Google Chrome info-
Google Chrome browser is an open-source program for accessing the World Wide Web and running Web-based applications. The Google Chrome Web browser is based on the open-source Chromium project. Google released Chrome in 2008 and issues several updates a year. It is available for Windows, Mac OS X, Linux, Android and iOS operating systems. The Google Chrome browser takes a sandboxing-based approach to Web security. Each open website runs as its process, which helps prevent malicious code on one page from affecting others (or the computer operating system at large). The browser also supports Web standards such as HTML5 and cascading style sheets (CSS).
Google-based the look of Chrome OS, its operating system for Web-based applications, on the Chrome Web browser. Chrome was the first major Web browser to combine the search box and the address bar, a feature that most competitors have since adopted. It also allows users to sign in with their Google accounts, which enables them to sync bookmarks and open Web pages across multiple devices. In 2010, Google launched the Chrome Web Store, an online marketplace where users can buy and install Web-based applications to run inside the browser. These apps are available as either browser extensions or links to websites.
Google Chrome Release:-
The browser was first publicly released on September 2, 2008, for Windows XP and later, with 43 supported languages, officially a beta version, and as a stable public release on December 11, 2008. On the same day, a CNET news item drew attention to a passage in the Terms of Service statement for the initial beta release, which seemed to grant to Google a license to all content transferred via the Chrome browser. This passage was inherited from the general Google terms of service. Google responded to this criticism immediately by stating that the language used was borrowed from other products, and removed this passage from the Terms of Service. Chrome quickly gained about 1% usage share. After the initial surge, usage share dropped until it hit a low of 0.69% in October 2008. It then started rising again and by December 2008, Chrome again passed the 1% threshold.
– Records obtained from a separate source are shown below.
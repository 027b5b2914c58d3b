//! Bus frames: an 11-bit identifier plus at most eight payload bytes.

use crate::constants::{ACK_PRIORITY, ACK_TYPE_TAG, MAX_FRAME_PAYLOAD, TYPE_TAG_MASK};
use crate::error::ProtocolError;
use crate::identifier::{FrameId, SequenceKind};

/// A single bus frame (standard, non-extended addressing).
///
/// Owned transiently by whichever component is currently transmitting it or
/// has just received it.
#[derive(Debug, Clone, PartialEq, Eq)]
pub struct Frame {
    id: FrameId,
    data: Vec<u8>,
}

impl Frame {
    /// Create a frame, rejecting payloads longer than
    /// [`MAX_FRAME_PAYLOAD`].
    pub fn new(id: FrameId, data: &[u8]) -> Result<Self, ProtocolError> {
        if data.len() > MAX_FRAME_PAYLOAD {
            return Err(ProtocolError::FrameTooLong {
                max: MAX_FRAME_PAYLOAD,
                actual: data.len(),
            });
        }
        Ok(Frame {
            id,
            data: data.to_vec(),
        })
    }

    /// Reconstruct a frame from raw wire values.
    ///
    /// For bus drivers: `id_bits` is the 11-bit identifier as received,
    /// `data` the frame payload.
    pub fn from_wire(id_bits: u16, data: &[u8]) -> Result<Self, ProtocolError> {
        Frame::new(FrameId::decode(id_bits), data)
    }

    /// Build the acknowledgment frame for a completed message.
    ///
    /// Highest priority, SINGLE sequence, the reserved type tag, and one
    /// payload byte naming the acknowledged tag. The address field echoes
    /// the address the acknowledged message was sent to, which is the key
    /// the sender is waiting on.
    pub fn ack(address: u8, acked_tag: u8) -> Frame {
        Frame {
            id: FrameId::new(ACK_PRIORITY, address, SequenceKind::Single, ACK_TYPE_TAG),
            data: vec![acked_tag & TYPE_TAG_MASK],
        }
    }

    /// The decoded identifier.
    pub fn id(&self) -> FrameId {
        self.id
    }

    /// The packed 11-bit identifier for the wire.
    pub fn id_bits(&self) -> u16 {
        self.id.encode()
    }

    /// The payload bytes.
    pub fn data(&self) -> &[u8] {
        &self.data
    }
}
In early January 2009, CNET reported that Google planned to release versions of Chrome for OS X and Linux in the first half of the year. The first official Chrome OS X and Linux developer previews were announced on June 4, 2009, with a blog post saying they were missing many features and were intended for early feedback rather than general use. In December 2009, Google released beta versions of Chrome for OS X and Linux. Google Chrome 5.0, announced on May 25, 2010, was the first stable release to support all three platforms. Chrome was one of the twelve browsers offered to European Economic Area users of Microsoft Windows in 2010. Please See More Information……..
Google Chrome Development:-
Chrome initially used the WebKit rendering engine to display web pages. In 2013, they forked the WebCore component to create their layout engine Blink. Based on WebKit, Blink only uses WebKit’s “WebCore” components, while substituting other components, such as its multi-process architecture, in place of WebKit’s native implementation. Chrome is internally tested with unit testing, “automated user interface testing of scripted user actions”, fuzz testing, as well as WebKit’s layout tests (99% of which Chrome is claimed to have passed), and against commonly accessed websites inside the Google index within 20–30 minutes. On January 11, 2011, the Chrome product manager, Mike Jazayeri, announced that Chrome would remove H.264 video codec support for its HTML5 player, citing the desire to bring Google Chrome more in line with the currently available open codecs available in the Chromium project.
Google Chrome History:-
Google CEO Eric Schmidt opposed the development of an independent web browser for six years. He stated that “at the time, Google was a small company”, and he did not want to go through “bruising browser wars”. After co-founders Sergey Brin and Larry Page hired several Mozilla Firefox developers and built a demonstration of Chrome, Schmidt admitted that “It was so good that it essentially forced me to change my mind.” In September 2004, rumors of Google building a web browser first appeared. Online journals and U.S. newspapers stated at the time that Google was hiring former Microsoft web developers among others.